10.       Dans un cas, celui de l'éducation en Albanie, le Conseil de l'Europe est allé jusqu'à coordonner un programme d'éducation. Une telle action demeure cependant exceptionnelle, le Conseil de l'Europe n'ayant pas les structures voulues et n'étant pas une organisation humanitaire. Il s'est en revanche doté de capacités techniques, il entretient des contacts étroits avec des experts des Etats membres et il a donc l'obligation morale de communiquer ce savoir-faire selon les besoins et de lancer des mesures de restauration de la confiance dans les zones de tension. Selon des propositions qui ont été émises, le Conseil de l'Europe pourrait fournir des «casques bleus» dans les domaines du patrimoine culturel et des médias.

11.       Le financement de la participation des nouveaux pays d'Europe centrale et orientale pose un problème. Il faut couvrir ces dépenses au niveau du Conseil de l'Europe et non recourir à l'hospitalité de tel ou tel pays, méthode qui a suscité des critiques sur les voix achetées lors de conférences ministérielles.
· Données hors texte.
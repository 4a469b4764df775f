//! Redis cache provider implementation.

use std::time::Duration;

use async_trait::async_trait;
use fred::prelude::*;
use fred::types::scan::Scanner;
use futures::TryStreamExt;
use relay_cache::{CacheError, CacheProvider, CacheResult};

use crate::config::{join_key, RedisConfig};
use crate::error::from_redis_error;

/// Redis-based cache provider.
///
/// Every provider owns a key namespace; [`RedisCacheProvider::namespaced`]
/// derives per-connection pools that share one client.
#[derive(Clone)]
pub struct RedisCacheProvider {
    client: Client,
    namespace: String,
}

impl RedisCacheProvider {
    /// Creates a new Redis cache provider and connects it.
    ///
    /// ## Errors
    ///
    /// Returns an error if the connection cannot be established.
    pub async fn new(config: RedisConfig) -> CacheResult<Self> {
        let redis_config = Config::from_url(&config.connection_url())
            .map_err(|e| CacheError::Configuration(e.to_string()))?;

        let client = Client::new(
            redis_config,
            None,
            None,
            Some(ReconnectPolicy::new_exponential(0, 1000, 30_000, 2)),
        );

        client.init().await.map_err(from_redis_error)?;
        tracing::info!(host = %config.host, port = config.port, "connected to redis cache");

        Ok(Self {
            client,
            namespace: config.key_prefix,
        })
    }

    /// Returns a provider that shares this client but stores its keys
    /// under `<namespace>:<name>`.
    #[must_use]
    pub fn namespaced(&self, name: &str) -> Self {
        Self {
            client: self.client.clone(),
            namespace: join_key(&self.namespace, name),
        }
    }

    fn key(&self, key: &str) -> String {
        join_key(&self.namespace, key)
    }

    /// Collects keys from a scan pattern.
    async fn scan_keys(&self, pattern: &str) -> CacheResult<Vec<String>> {
        let mut scanner = self.client.scan(pattern, None, None);
        let mut keys = Vec::new();

        while let Some(result) = scanner.try_next().await.map_err(from_redis_error)? {
            if let Some(page) = result.results() {
                for value in page {
                    if let Some(s) = value.as_str() {
                        keys.push(s.to_string());
                    }
                }
            }
        }

        Ok(keys)
    }
}

/// Safely convert seconds to i64 for Redis expiration.
#[allow(clippy::cast_possible_wrap)]
const fn seconds_to_i64(seconds: u64) -> i64 {
    seconds as i64
}

#[async_trait]
impl CacheProvider for RedisCacheProvider {
    async fn get_raw(&self, key: &str) -> CacheResult<Option<String>> {
        let key = self.key(key);
        self.client.get(&key).await.map_err(from_redis_error)
    }

    async fn set_raw(&self, key: &str, value: String, ttl: Option<Duration>) -> CacheResult<()> {
        let key = self.key(key);
        let expiration = ttl.map(|d| Expiration::EX(seconds_to_i64(d.as_secs().max(1))));

        self.client
            .set::<(), _, _>(&key, value, expiration, None, false)
            .await
            .map_err(from_redis_error)
    }

    async fn delete(&self, key: &str) -> CacheResult<()> {
        let key = self.key(key);
        self.client
            .del::<(), _>(&key)
            .await
            .map_err(from_redis_error)
    }

    async fn exists(&self, key: &str) -> CacheResult<bool> {
        let key = self.key(key);
        let count: i64 = self.client.exists(&key).await.map_err(from_redis_error)?;
        Ok(count > 0)
    }

    async fn clear(&self) -> CacheResult<()> {
        let keys = self.scan_keys(&self.key("*")).await?;
        if keys.is_empty() {
            return Ok(());
        }

        tracing::debug!(namespace = %self.namespace, count = keys.len(), "clearing redis cache namespace");
        self.client
            .del::<(), _>(keys)
            .await
            .map_err(from_redis_error)
    }
}

impl std::fmt::Debug for RedisCacheProvider {
    fn fmt(&self, f: &mut std::fmt::Formatter<'_>) -> std::fmt::Result {
        f.debug_struct("RedisCacheProvider")
            .field("namespace", &self.namespace)
            .finish_non_exhaustive()
    }
}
12.       Une autre difficulté est la contribution financière que doivent apporter ces pays aux fonds qui permettent la coopération culturelle européenne. Des circonstances atténuantes peuvent être admises, mais jusqu'à un certain point. Le barème des contributions est relativement minime en comparaison des profits que peut apporter une participation aux travaux sur un pied d'égalité avec les autres pays européens. Il semblerait que la Russie, qui est de loin le plus important des nouveaux pays, n'ait apporté aucune contribution depuis son adhésion à la Convention culturelle européenne, ce qui n'est pas acceptable.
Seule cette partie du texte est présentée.